Testura, finezza e contrappunti encomiabili nel Foie Gras in due tempi (marinato alle cinque spezie con grano saraceno e al porto bianco con chutney di mela cocomerina in salsa alla camomilla); progressione umami dirompente invece nella rilettura dell’emilianissima Zuppa Imperiale (sfere di semolino, noce moscata e parmigiano) con verdure di stagione e un micidiale brodo di funghi dal twist nipponico detonante. Terroir alla massima potenza si racchiude nei Fagottelli 12-24-36, dove il Re dei formaggi autoctoni (il Parmigiano Reggiano) viene elogiato in 3 stagionature: 24 mesi nel ripieno liquido della sfoglia impalpabile dei tortelli, 12 mesi nell’acqua nivea che li accudisce e 36 mesi nella grattata finale che ne accelera sapidità, vigore e corpo.
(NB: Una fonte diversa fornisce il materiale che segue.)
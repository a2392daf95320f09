/*!
# Field/Target Explorer

Walks one query scope (a top-level statement or a subquery) and attributes every
field reference to the target it reads from.

A reference `x.f` is *qualified* when `x` is a target, an alias or a derived stream
name visible from the scope; otherwise the whole dotted path is the field name.
Unqualified fields inside an event filter belong to the filtered event type; other
unqualified fields go to the scope's only target when there is exactly one, and to
the unknown bucket otherwise. Subqueries are explored with the enclosing scope's
targets and aliases visible, and their results are merged into the enclosing map.

Fields qualified by a derived stream (a sub-select, method invocation or
multi-target pattern used under an alias) do not read any raw target and are not
recorded.
*/

use super::field_map::FieldMap;
use crate::eventql::sql::ast::node::{AstNode, NodeKind};
use crate::eventql::sql::ast::{Expr, SelectItem, SelectStatement, StreamSource};
use crate::eventql::sql::error::{QueryError, QueryResult};
use crate::eventql::sql::field::{split_method_chain, split_segments};
use std::collections::{BTreeMap, BTreeSet, HashMap, HashSet};

/// Split a field path into its qualifier (when `is_prefix` accepts the leading
/// segment) and the field name. Trailing method invocations are dropped.
fn qualify_reference(
    path: &str,
    is_prefix: impl Fn(&str) -> bool,
) -> (Option<String>, String) {
    let (body, _) = split_method_chain(path);
    let segments = split_segments(&body);
    if segments.len() > 1 && is_prefix(segments[0]) {
        (Some(segments[0].to_string()), segments[1..].join("."))
    } else {
        (None, body)
    }
}

/// Explore the scope rooted at `node`, which must be a statement or subquery node.
///
/// `alias_overrides` and `derived_overrides` carry the alias map and derived stream
/// names of the enclosing scopes; declarations in this scope shadow them.
pub(crate) fn explore_scope(
    node: AstNode<'_>,
    outer_targets: &BTreeSet<String>,
    alias_overrides: &HashMap<String, String>,
    derived_overrides: &BTreeSet<String>,
) -> QueryResult<FieldMap> {
    let statement = node.statement().ok_or_else(|| {
        QueryError::internal_error(format!("cannot explore a {:?} node", node.kind()))
    })?;

    let mut alias_map = alias_overrides.clone();
    let mut derived = derived_overrides.clone();
    let mut fields: BTreeMap<String, Vec<String>> = BTreeMap::new();

    for stream_node in node.collect_in_scope(NodeKind::Stream) {
        let AstNode::Stream(stream) = stream_node else {
            continue;
        };
        for (alias, target) in stream.aliases() {
            match target {
                Some(target) => {
                    derived.remove(alias);
                    alias_map.insert(alias.to_string(), target.to_string());
                }
                None => {
                    alias_map.remove(alias);
                    derived.insert(alias.to_string());
                }
            }
        }
        for target in stream.targets() {
            fields.entry(target.to_string()).or_default();
        }
    }

    let collisions: BTreeSet<&str> = alias_map
        .keys()
        .chain(derived.iter())
        .map(String::as_str)
        .filter(|name| fields.contains_key(*name))
        .collect();
    if !collisions.is_empty() {
        let names: Vec<&str> = collisions.into_iter().collect();
        return Err(QueryError::client_error(format!(
            "Invalid alias '{}', same with target name",
            names.join(",")
        )));
    }

    let default_target = if fields.len() == 1 {
        fields.keys().next().cloned()
    } else {
        None
    };

    for target in outer_targets {
        fields.entry(target.clone()).or_default();
    }

    let scope_targets: BTreeSet<String> = fields.keys().cloned().collect();
    let mut bags = Vec::new();
    for subquery in node.collect_in_scope(NodeKind::Subquery) {
        bags.push(explore_scope(subquery, &scope_targets, &alias_map, &derived)?);
    }

    let output_aliases: HashSet<&str> = statement.select.iter().filter_map(SelectItem::alias).collect();

    let mut all = Vec::new();
    let mut unknown = Vec::new();
    for (path, filter_target) in scope_field_paths(statement) {
        let (qualifier, field) = qualify_reference(path, |prefix| {
            fields.contains_key(prefix) || alias_map.contains_key(prefix) || derived.contains(prefix)
        });
        if output_aliases.contains(field.as_str()) {
            continue;
        }

        match qualifier {
            Some(qualifier) if derived.contains(&qualifier) => {
                log::trace!("Skipping field {}.{} of a derived stream", qualifier, field);
            }
            Some(qualifier) => {
                let target = alias_map
                    .get(&qualifier)
                    .cloned()
                    .unwrap_or_else(|| qualifier.clone());
                let Some(list) = fields.get_mut(&target) else {
                    return Err(QueryError::client_error(format!(
                        "unknown target alias name for: {}.{}",
                        qualifier, field
                    )));
                };
                list.push(field.clone());
                all.push(field);
            }
            None => {
                all.push(field.clone());
                let target = filter_target.or(default_target.as_deref());
                match target.and_then(|t| fields.get_mut(t)) {
                    Some(list) => list.push(field),
                    None => unknown.push(field),
                }
            }
        }
    }

    for bag in bags {
        all.extend(bag.all().iter().cloned());
        unknown.extend(bag.unknown().iter().cloned());
        for (target, list) in bag.targets() {
            fields
                .entry(target.clone())
                .or_default()
                .extend(list.iter().cloned());
        }
    }

    let map = FieldMap::new(fields, all, unknown);
    log::debug!("Explored scope: {:?}", map);
    Ok(map)
}

/// Field paths referenced in the scope of `statement`, each paired with the event
/// type of the filter it appears in.
fn scope_field_paths(statement: &SelectStatement) -> Vec<(&str, Option<&str>)> {
    let mut roots: Vec<(&Expr, Option<&str>)> = Vec::new();
    for item in &statement.select {
        if let SelectItem::Expression { expr, .. } = item {
            roots.push((expr, None));
        }
    }
    for stream in &statement.from {
        match &stream.source {
            StreamSource::Filter(filter) => {
                let target = Some(filter.event_type_name.as_str());
                roots.extend(filter.filter.iter().map(|expr| (expr, target)));
            }
            StreamSource::Pattern(pattern) => {
                for (_, filter) in pattern.filters() {
                    let target = Some(filter.event_type_name.as_str());
                    roots.extend(filter.filter.iter().map(|expr| (expr, target)));
                }
            }
            StreamSource::Method { parameters, .. } => {
                roots.extend(parameters.iter().map(|expr| (expr, None)));
            }
            StreamSource::Subquery(_) => {}
        }
        for view in &stream.views {
            roots.extend(view.parameters.iter().map(|expr| (expr, None)));
        }
    }
    roots.extend(statement.where_clause.iter().map(|expr| (expr, None)));
    roots.extend(statement.group_by.iter().map(|expr| (expr, None)));
    roots.extend(statement.having.iter().map(|expr| (expr, None)));
    roots.extend(statement.order_by.iter().map(|item| (&item.expr, None)));

    let mut paths = Vec::new();
    for (root, target) in roots {
        let node = AstNode::Expression(root);
        for expression in std::iter::once(node).chain(node.collect_in_scope(NodeKind::Expression)) {
            if let Some(path) = expression_field_path(expression) {
                paths.push((path, target));
            }
        }
    }
    paths
}

fn expression_field_path<'a>(node: AstNode<'a>) -> Option<&'a str> {
    match node {
        AstNode::Expression(expr) => expr.field_path(),
        _ => None,
    }
}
Assolo caseario elevato al cubo!
Il Fusillone Felicetti, mandorla, ricci di mare, seppia e prezzemolo è una zampata salmastra da centometrista che non perde mezzo secondo nel guardarsi indietro al sorpasso. Il Riso Acquerello, sedano rapa fermentato, Madeira e tartufo nero dona finalmente un senso rilevante (e degno di appagamento) a un vegetale (tanto) abusato tramite una fermentazione oculata e spigoli di mineralità ammalianti. Non sopporto più le capesante, lo ammetto, ma quella di Renzi – accarezzata dalla griglia hibachi con primizie vegetali, Kurozu Vermont e patate ossidate – mi fa ricredere con un sentito piacere sornione. In combo allo scenografico (quanto efficace) Lollipop di frittata asiatica in tempura, zenzero e soia ripassata.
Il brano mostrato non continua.